As of the census of 2000, there were 1,403 people, 528 households, and 397 families living in the town. The population density was 39.8 PD/sqmi. There were 577 housing units at an average density of 16.4/sq mi (6.3/km^{2}). The racial makeup of the town was 96.01% White, 0.93% African American, 1.35% Native American, 1.00% Asian, and 0.71% from two or more races. Hispanic or Latino of any race were 0.78% of the population.

There were 528 households, out of which 34.1% had children under the age of 18 living with them, 61.6% were married couples living together, 7.4% had a female householder with no husband present, and 24.8% were non-families. 18.9% of all households were made up of individuals, and 8.9% had someone living alone who was 65 years of age or older. The average household size was 2.65 and the average family size was 3.03.

In the town, the population was spread out, with 25.9% under the age of 18, 6.4% from 18 to 24, 28.7% from 25 to 44, 27.9% from 45 to 64, and 11.1% who were 65 years of age or older. The median age was 39 years. For every 100 females, there were 110.7 males. For every 100 females age 18 and over, there were 103.9 males.

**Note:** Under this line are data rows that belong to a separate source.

pub mod logging;
pub mod trace_context;

pub use logging::init_tracing;
pub use trace_context::{
    TRACEPARENT_HEADER, TRACESTATE_HEADER, TracedClientExt, TracedRequest, inject_trace_context,
};
use super::{NotificationSender, ProviderError, ProviderResponse};
use crate::config::TwilioConfig;
use crate::services::record_provider_call;
use async_trait::async_trait;
use reqwest::Client;
use secrecy::ExposeSecret;
use serde::{Deserialize, Serialize};
use service_core::observability::TracedClientExt;
use std::sync::atomic::{AtomicU64, Ordering};
use std::sync::Mutex;

const PROVIDER: &str = "twilio";

/// Twilio Programmable Messaging client. With `whatsapp:`-prefixed numbers
/// the message goes out over WhatsApp.
pub struct TwilioProvider {
    config: TwilioConfig,
    client: Client,
}

#[derive(Debug, Serialize)]
struct TwilioMessageRequest<'a> {
    #[serde(rename = "To")]
    to: &'a str,
    #[serde(rename = "From")]
    from: &'a str,
    #[serde(rename = "Body")]
    body: &'a str,
}

#[derive(Debug, Deserialize)]
struct TwilioMessageResponse {
    sid: String,
}

#[derive(Debug, Deserialize)]
struct TwilioErrorResponse {
    #[serde(default)]
    code: Option<i64>,
    message: String,
}

impl TwilioProvider {
    pub fn new(config: TwilioConfig) -> Self {
        Self {
            config,
            client: Client::new(),
        }
    }

    fn messages_url(&self) -> String {
        format!(
            "{}/2010-04-01/Accounts/{}/Messages.json",
            self.config.api_base_url.trim_end_matches('/'),
            self.config.account_sid
        )
    }

    fn ensure_configured(&self) -> Result<(), ProviderError> {
        let missing = [
            ("account_sid", self.config.account_sid.is_empty()),
            ("auth_token", self.config.auth_token.expose_secret().is_empty()),
            ("from_number", self.config.from_number.is_empty()),
            ("to_number", self.config.to_number.is_empty()),
        ]
        .into_iter()
        .filter_map(|(name, empty)| empty.then_some(name))
        .collect::<Vec<_>>();

        if missing.is_empty() {
            Ok(())
        } else {
            Err(ProviderError::Configuration(format!(
                "Twilio {} not configured",
                missing.join(", ")
            )))
        }
    }

    async fn create_message(&self, body: &str) -> Result<ProviderResponse, ProviderError> {
        if !self.config.enabled {
            return Err(ProviderError::NotEnabled(
                "Twilio provider is not enabled".to_string(),
            ));
        }
        self.ensure_configured()?;

        let request = TwilioMessageRequest {
            to: &self.config.to_number,
            from: &self.config.from_number,
            body,
        };

        let response = self
            .client
            .traced_post(&self.messages_url())
            .basic_auth(
                &self.config.account_sid,
                Some(self.config.auth_token.expose_secret()),
            )
            .form(&request)
            .send()
            .await
            .map_err(|e| ProviderError::Connection(format!("Failed to connect to Twilio: {}", e)))?;

        let status = response.status();
        let text = response.text().await.map_err(|e| {
            ProviderError::InvalidResponse(format!("Failed to read Twilio response: {}", e))
        })?;

        if !status.is_success() {
            let error = serde_json::from_str::<TwilioErrorResponse>(&text).unwrap_or_else(|_| {
                TwilioErrorResponse {
                    code: Some(i64::from(status.as_u16())),
                    message: format!("Twilio API returned error status {}: {}", status, text),
                }
            });
            tracing::error!(
                status = %status,
                code = ?error.code,
                message = %error.message,
                "Twilio rejected message"
            );
            return Err(ProviderError::Rejected {
                code: error.code,
                message: error.message,
            });
        }

        let message: TwilioMessageResponse = serde_json::from_str(&text).map_err(|e| {
            ProviderError::InvalidResponse(format!("Failed to parse Twilio response: {}", e))
        })?;

        tracing::info!(sid = %message.sid, "WhatsApp message sent via Twilio");

        Ok(ProviderResponse::success(message.sid))
    }
}

#[async_trait]
impl NotificationSender for TwilioProvider {
    async fn send(&self, body: &str) -> Result<ProviderResponse, ProviderError> {
        let result = self.create_message(body).await;
        record_provider_call(PROVIDER, if result.is_ok() { "success" } else { "error" });
        result
    }
}

/// Mock sender for testing. Keeps every body it was asked to send.
pub struct MockNotificationSender {
    sid: Option<String>,
    failure: Option<String>,
    send_count: AtomicU64,
    sent: Mutex<Vec<String>>,
}

impl Default for MockNotificationSender {
    fn default() -> Self {
        Self::new()
    }
}

impl MockNotificationSender {
    /// Succeeds with generated `mock-whatsapp-N` ids.
    pub fn new() -> Self {
        Self {
            sid: None,
            failure: None,
            send_count: AtomicU64::new(0),
            sent: Mutex::new(Vec::new()),
        }
    }

    /// Succeeds with a fixed message id.
    pub fn with_sid(sid: impl Into<String>) -> Self {
        Self {
            sid: Some(sid.into()),
            ..Self::new()
        }
    }

    /// Fails every send with a provider rejection carrying `message`.
    pub fn failing(message: impl Into<String>) -> Self {
        Self {
            failure: Some(message.into()),
            ..Self::new()
        }
    }

    pub fn send_count(&self) -> u64 {
        self.send_count.load(Ordering::SeqCst)
    }

    pub fn sent_bodies(&self) -> Vec<String> {
        self.sent
            .lock()
            .map(|sent| sent.clone())
            .unwrap_or_default()
    }
}

#[async_trait]
impl NotificationSender for MockNotificationSender {
    async fn send(&self, body: &str) -> Result<ProviderResponse, ProviderError> {
        let count = self.send_count.fetch_add(1, Ordering::SeqCst) + 1;
        if let Ok(mut sent) = self.sent.lock() {
            sent.push(body.to_string());
        }

        if let Some(message) = &self.failure {
            return Err(ProviderError::Rejected {
                code: None,
                message: message.clone(),
            });
        }

        tracing::info!(body_length = %body.len(), "[MOCK] WhatsApp message would be sent");

        Ok(ProviderResponse::success(
            self.sid
                .clone()
                .unwrap_or_else(|| format!("mock-whatsapp-{}", count)),
        ))
    }
}
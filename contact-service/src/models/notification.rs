use chrono::{DateTime, FixedOffset, Utc};

use super::ContactSubmission;

/// India Standard Time, UTC+05:30 with no daylight saving.
const IST_OFFSET_SECS: i32 = 5 * 3600 + 30 * 60;

/// Rendered WhatsApp notification body.
#[derive(Debug, Clone, PartialEq, Eq)]
pub struct ContactNotification {
    pub body: String,
}

/// `d/m/yyyy, h:mm:ss am` in IST, the `en-IN` locale rendering.
pub fn format_timestamp_ist(at: DateTime<Utc>) -> String {
    let ist = FixedOffset::east_opt(IST_OFFSET_SECS).expect("IST offset is within ±24h");
    at.with_timezone(&ist)
        .format("%-d/%-m/%Y, %-I:%M:%S %P")
        .to_string()
}

pub fn format_notification(submission: &ContactSubmission, at: DateTime<Utc>) -> ContactNotification {
    let body = format!(
        "🔔 New Contact Form Submission\n\
         \n\
         👤 Name: {}\n\
         📧 Email: {}\n\
         🛠️ Service: {}\n\
         💬 Message: {}\n\
         🕒 Time: {}",
        submission.name,
        submission.email,
        submission.service,
        submission.message,
        format_timestamp_ist(at),
    );

    ContactNotification { body }
}
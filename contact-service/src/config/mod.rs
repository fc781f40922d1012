use secrecy::Secret;
use service_core::config as core_config;
use service_core::error::AppError;
use std::env;

const DEFAULT_TWILIO_API_BASE_URL: &str = "https://api.twilio.com";
const DEFAULT_MAILBOXLAYER_API_BASE_URL: &str = "http://apilayer.net/api";

#[derive(Debug, Clone)]
pub struct ContactConfig {
    pub common: core_config::Config,
    pub twilio: TwilioConfig,
    pub mailboxlayer: MailboxLayerConfig,
    pub cors: CorsConfig,
}

/// Messaging provider credentials plus the sender and recipient identities.
#[derive(Debug, Clone)]
pub struct TwilioConfig {
    pub account_sid: String,
    pub auth_token: Secret<String>,
    /// Sender identity, e.g. `whatsapp:+14155238886`.
    pub from_number: String,
    /// Recipient identity for every notification.
    pub to_number: String,
    pub api_base_url: String,
    pub enabled: bool,
}

#[derive(Debug, Clone)]
pub struct MailboxLayerConfig {
    pub access_key: Secret<String>,
    pub api_base_url: String,
    pub enabled: bool,
}

#[derive(Debug, Clone)]
pub struct CorsConfig {
    /// Empty means any origin is allowed.
    pub allowed_origins: Vec<String>,
}

impl ContactConfig {
    pub fn load() -> Result<Self, AppError> {
        let common_config = core_config::Config::load()?;
        let is_prod = env::var("ENVIRONMENT").unwrap_or_else(|_| "dev".to_string()) == "prod";

        Ok(ContactConfig {
            common: common_config,
            twilio: TwilioConfig {
                account_sid: get_env("TWILIO_ACCOUNT_SID", Some(""), is_prod)?,
                auth_token: Secret::new(get_env("TWILIO_AUTH_TOKEN", Some(""), is_prod)?),
                from_number: get_env("TWILIO_WHATSAPP_NUMBER", Some(""), is_prod)?,
                to_number: get_env("TO_WHATSAPP_NUMBER", Some(""), is_prod)?,
                api_base_url: env::var("TWILIO_API_BASE_URL")
                    .unwrap_or_else(|_| DEFAULT_TWILIO_API_BASE_URL.to_string()),
                enabled: parse_flag("TWILIO_ENABLED", true),
            },
            mailboxlayer: MailboxLayerConfig {
                access_key: Secret::new(get_env("MAILBOXLAYER_API_KEY", Some(""), is_prod)?),
                api_base_url: env::var("MAILBOXLAYER_API_BASE_URL")
                    .unwrap_or_else(|_| DEFAULT_MAILBOXLAYER_API_BASE_URL.to_string()),
                enabled: parse_flag("MAILBOXLAYER_ENABLED", true),
            },
            cors: CorsConfig {
                allowed_origins: parse_origins(&env::var("CORS_ALLOWED_ORIGINS").unwrap_or_default()),
            },
        })
    }
}

fn get_env(key: &str, default: Option<&str>, is_prod: bool) -> Result<String, AppError> {
    match env::var(key) {
        Ok(val) => Ok(val),
        Err(_) => {
            if is_prod {
                Err(AppError::ConfigError(anyhow::anyhow!(
                    "{} is required in production but not set",
                    key
                )))
            } else if let Some(def) = default {
                Ok(def.to_string())
            } else {
                Err(AppError::ConfigError(anyhow::anyhow!(
                    "{} is required but not set",
                    key
                )))
            }
        }
    }
}

fn parse_flag(key: &str, default: bool) -> bool {
    env::var(key)
        .ok()
        .and_then(|v| v.trim().parse().ok())
        .unwrap_or(default)
}

fn parse_origins(raw: &str) -> Vec<String> {
    raw.split(',')
        .map(str::trim)
        .filter(|o| !o.is_empty())
        .map(str::to_string)
        .collect()
}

The median income for a household in the town was $28,929, and the median income for a family was $35,250. Males had a median income of $27,750 versus $21,500 for females. The per capita income for the town was $14,034. About 11.6% of families and 13.3% of the population were below the poverty line, including 17.5% of those under age 18 and 19.6% of those age 65 or over.